Extracted material:
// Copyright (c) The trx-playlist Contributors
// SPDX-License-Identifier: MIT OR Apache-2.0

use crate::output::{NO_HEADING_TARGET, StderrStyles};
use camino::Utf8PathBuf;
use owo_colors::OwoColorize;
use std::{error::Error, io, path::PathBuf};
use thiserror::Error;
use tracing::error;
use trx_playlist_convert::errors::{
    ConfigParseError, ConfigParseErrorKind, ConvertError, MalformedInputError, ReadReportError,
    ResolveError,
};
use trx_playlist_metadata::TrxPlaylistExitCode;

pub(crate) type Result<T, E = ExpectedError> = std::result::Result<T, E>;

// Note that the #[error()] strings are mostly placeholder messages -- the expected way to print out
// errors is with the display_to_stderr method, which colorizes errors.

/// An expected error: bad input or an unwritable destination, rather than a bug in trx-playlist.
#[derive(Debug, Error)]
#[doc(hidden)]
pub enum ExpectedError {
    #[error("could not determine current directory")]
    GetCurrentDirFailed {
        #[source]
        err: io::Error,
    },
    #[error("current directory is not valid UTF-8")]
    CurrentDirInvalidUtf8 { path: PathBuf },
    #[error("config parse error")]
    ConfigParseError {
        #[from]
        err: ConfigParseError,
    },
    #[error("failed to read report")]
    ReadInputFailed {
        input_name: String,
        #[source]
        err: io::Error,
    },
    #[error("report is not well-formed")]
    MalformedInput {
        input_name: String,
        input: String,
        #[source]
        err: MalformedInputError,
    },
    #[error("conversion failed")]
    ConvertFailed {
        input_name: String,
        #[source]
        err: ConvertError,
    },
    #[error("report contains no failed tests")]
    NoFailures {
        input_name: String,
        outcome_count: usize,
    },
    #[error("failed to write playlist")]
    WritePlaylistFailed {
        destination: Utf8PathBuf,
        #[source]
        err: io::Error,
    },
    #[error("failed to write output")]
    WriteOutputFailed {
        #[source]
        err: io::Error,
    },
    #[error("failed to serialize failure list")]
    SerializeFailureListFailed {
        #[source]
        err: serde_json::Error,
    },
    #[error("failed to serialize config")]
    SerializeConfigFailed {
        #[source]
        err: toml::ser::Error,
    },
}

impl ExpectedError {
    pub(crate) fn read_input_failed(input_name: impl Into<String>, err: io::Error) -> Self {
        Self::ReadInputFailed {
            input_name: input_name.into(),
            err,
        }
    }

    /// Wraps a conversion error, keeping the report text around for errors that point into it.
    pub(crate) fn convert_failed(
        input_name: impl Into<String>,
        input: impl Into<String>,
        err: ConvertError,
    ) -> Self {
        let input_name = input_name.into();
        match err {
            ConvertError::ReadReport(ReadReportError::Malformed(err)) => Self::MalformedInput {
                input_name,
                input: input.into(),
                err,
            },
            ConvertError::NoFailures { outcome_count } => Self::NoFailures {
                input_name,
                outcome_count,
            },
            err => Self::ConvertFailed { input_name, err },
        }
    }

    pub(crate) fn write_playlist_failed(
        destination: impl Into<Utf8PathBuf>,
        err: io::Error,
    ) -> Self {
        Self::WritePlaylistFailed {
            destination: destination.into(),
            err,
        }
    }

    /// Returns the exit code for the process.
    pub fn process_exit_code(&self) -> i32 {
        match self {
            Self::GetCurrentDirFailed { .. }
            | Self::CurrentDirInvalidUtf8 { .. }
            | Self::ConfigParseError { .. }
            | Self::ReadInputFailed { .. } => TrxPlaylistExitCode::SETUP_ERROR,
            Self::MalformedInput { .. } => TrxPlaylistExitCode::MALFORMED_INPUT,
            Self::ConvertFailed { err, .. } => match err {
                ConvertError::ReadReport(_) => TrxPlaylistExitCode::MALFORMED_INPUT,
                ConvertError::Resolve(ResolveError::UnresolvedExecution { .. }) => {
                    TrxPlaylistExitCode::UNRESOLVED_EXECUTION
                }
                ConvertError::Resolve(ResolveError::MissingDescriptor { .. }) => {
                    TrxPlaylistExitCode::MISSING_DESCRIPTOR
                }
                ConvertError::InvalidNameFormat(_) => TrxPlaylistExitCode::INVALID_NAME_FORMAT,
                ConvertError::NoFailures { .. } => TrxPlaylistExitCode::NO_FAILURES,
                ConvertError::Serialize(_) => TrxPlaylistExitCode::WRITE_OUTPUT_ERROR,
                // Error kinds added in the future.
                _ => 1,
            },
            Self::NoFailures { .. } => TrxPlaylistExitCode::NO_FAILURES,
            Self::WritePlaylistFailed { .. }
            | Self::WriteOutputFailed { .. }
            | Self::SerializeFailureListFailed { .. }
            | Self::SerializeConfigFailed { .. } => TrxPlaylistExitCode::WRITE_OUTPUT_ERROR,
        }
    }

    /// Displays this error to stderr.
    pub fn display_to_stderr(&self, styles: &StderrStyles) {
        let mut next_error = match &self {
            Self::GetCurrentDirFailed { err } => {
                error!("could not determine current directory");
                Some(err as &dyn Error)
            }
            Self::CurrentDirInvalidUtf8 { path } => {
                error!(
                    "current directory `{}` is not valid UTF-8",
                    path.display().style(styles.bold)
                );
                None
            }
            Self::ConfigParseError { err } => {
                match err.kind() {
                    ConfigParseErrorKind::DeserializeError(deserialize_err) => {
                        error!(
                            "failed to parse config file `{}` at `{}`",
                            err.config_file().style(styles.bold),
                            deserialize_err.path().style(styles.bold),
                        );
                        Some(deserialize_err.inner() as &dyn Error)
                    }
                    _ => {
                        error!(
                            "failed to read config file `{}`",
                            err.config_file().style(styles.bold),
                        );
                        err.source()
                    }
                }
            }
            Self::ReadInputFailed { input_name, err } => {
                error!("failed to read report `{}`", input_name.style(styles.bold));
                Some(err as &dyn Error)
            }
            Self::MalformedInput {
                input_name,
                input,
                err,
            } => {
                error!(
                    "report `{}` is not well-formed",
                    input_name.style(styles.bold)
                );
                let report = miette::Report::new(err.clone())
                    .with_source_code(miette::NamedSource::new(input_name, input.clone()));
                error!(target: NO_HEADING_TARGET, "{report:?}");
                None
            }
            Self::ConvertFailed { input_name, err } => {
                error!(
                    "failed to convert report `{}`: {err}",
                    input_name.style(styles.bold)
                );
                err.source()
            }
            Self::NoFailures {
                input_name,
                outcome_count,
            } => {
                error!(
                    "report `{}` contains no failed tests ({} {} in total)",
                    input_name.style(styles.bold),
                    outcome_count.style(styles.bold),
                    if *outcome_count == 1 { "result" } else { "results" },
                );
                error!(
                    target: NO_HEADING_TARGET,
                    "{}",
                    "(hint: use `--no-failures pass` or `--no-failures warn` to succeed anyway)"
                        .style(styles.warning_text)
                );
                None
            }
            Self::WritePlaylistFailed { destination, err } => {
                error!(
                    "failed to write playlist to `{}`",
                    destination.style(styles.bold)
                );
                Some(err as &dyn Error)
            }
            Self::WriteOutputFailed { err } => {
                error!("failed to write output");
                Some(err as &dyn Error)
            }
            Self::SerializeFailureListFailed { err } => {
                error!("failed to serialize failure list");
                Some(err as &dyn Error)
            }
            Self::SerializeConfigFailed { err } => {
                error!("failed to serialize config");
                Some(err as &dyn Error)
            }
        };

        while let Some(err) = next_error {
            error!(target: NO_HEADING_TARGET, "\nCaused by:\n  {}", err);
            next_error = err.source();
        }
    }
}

Assignment: Your answer should be the lines of the material above that include "destination".

Output for this exercise:
/// An expected error: bad input or an unwritable destination, rather than a bug in trx-playlist.
        destination: Utf8PathBuf,
        destination: impl Into<Utf8PathBuf>,
            destination: destination.into(),
            Self::WritePlaylistFailed { destination, err } => {
                    destination.style(styles.bold)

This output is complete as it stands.